The MPC60, Akai's original sampling drum machine, is to be reintroduced as the MPC60II (£1899 inc VAT). There are cosmetic changes, and all bugs are now long gone, but internally the unit remains unchanged: 12-bit sampling, 99-sequence/99-track sequencer, 20 songs, 32-channel programmable mixer, dedicated keys for all functions, expandable memory...
Akai UK, (Contact Details).
Korg have announced a rackmount version of their rather wonderful Wavestation synth, the Wavestation A/D. The unit actually costs a little more than the keyboard version, but it does feature some significant extra features to justify the price. Waveform memory has been doubled to 4MB, and stereo audio inputs and A-to-D convertors are fitted. The inputs allow any external mono or stereo audio source to be used as a waveform in the Wavestation's synthesis. The sounds can be processed by the filters, envelopes, pan control and digital effects processors. A Vocoder feature is also included, allowing you to modulate the onboard waveforms with the external input.

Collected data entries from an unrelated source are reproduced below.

//! The built, immutable outbound request handed to the transport.

use bytes::Bytes;
use reqwest::header::HeaderMap;
use url::Url;

use crate::method::RestMethod;

/// A fully built API request: method, absolute URL, headers and an optional
/// frozen body.
///
/// Built once by [`Client::build_request`] or [`Client::build_upload`] and
/// handed to the transport unmodified; there are no mutators.
///
/// [`Client::build_request`]: crate::Client::build_request
/// [`Client::build_upload`]: crate::Client::build_upload
#[derive(Debug, Clone)]
pub struct OutboundRequest {
    method: RestMethod,
    url: Url,
    headers: HeaderMap,
    body: Option<Bytes>,
}

impl OutboundRequest {
    pub(crate) fn new(
        method: RestMethod,
        url: Url,
        headers: HeaderMap,
        body: Option<Bytes>,
    ) -> Self {
        Self {
            method,
            url,
            headers,
            body,
        }
    }

    /// The HTTP method.
    pub fn method(&self) -> RestMethod {
        self.method
    }

    /// The absolute request URL.
    pub fn url(&self) -> &Url {
        &self.url
    }

    /// The headers the request will carry.
    pub fn headers(&self) -> &HeaderMap {
        &self.headers
    }

    /// The encoded body payload, if any.
    pub fn body(&self) -> Option<&Bytes> {
        self.body.as_ref()
    }

    /// Converts into the transport's request type without further changes.
    pub(crate) fn into_reqwest(self) -> reqwest::Request {
        let mut request = reqwest::Request::new(self.method.to_reqwest(), self.url);
        *request.headers_mut() = self.headers;
        if let Some(body) = self.body {
            *request.body_mut() = Some(reqwest::Body::from(body));
        }
        request
    }
}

Korg UK, (Contact Details).
The MIDI Gate from LA Audio is a rather handy rack unit that allows 16 channels of MIDI controlled gating, muting and panning to be added to a recording setup. Connection is via 16 stereo audio sockets to the insert points of a mixing desk. On power-up the MIDI Gate is effectively a box containing 16 conventional noise gates (with variable threshold, attack, decay, hold and range), but with MIDI connections 16 channels of gating/muting or 8 channels of auto panning are available. Channels configured as mutes can be turned on and off with the front panel channel control key or by MIDI notes, or alternatively you can switch between 128 mute patches which define the configuration of all 16 channels. Gates can also be programmed as ducks, and any channel can be used as an audio trigger for a signal on another channel.
LA Distribution, (Contact Details).
Steinberg's Avalon generic ST sample editing program (£325 inc VAT), now on version 2.0, has acquired two new pieces of peripheral hardware. The D-to-A (£350 inc VAT) board allows samples to be monitored in 16-bit stereo without the need to transfer data back to the sampler. The SCSI controller; connected to the Atari's DMA port, facilitates data transfer between Avalon and connected samplers by taking advantage of the greater speed of SCSI transmission relative to MIDI (about 250 times faster, in fact). It also allows the Atari to use SCSI mass storage devices such as hard disks, removable cartridge drives and optical disks. Avalon itself now supports a wide range of samplers (Including Akai, Roland, Ensoniq, Dynacord, Emu, SCI, Casio and Yamaha machines), and sample editing facilities include time contraction/expansion and resynthesis.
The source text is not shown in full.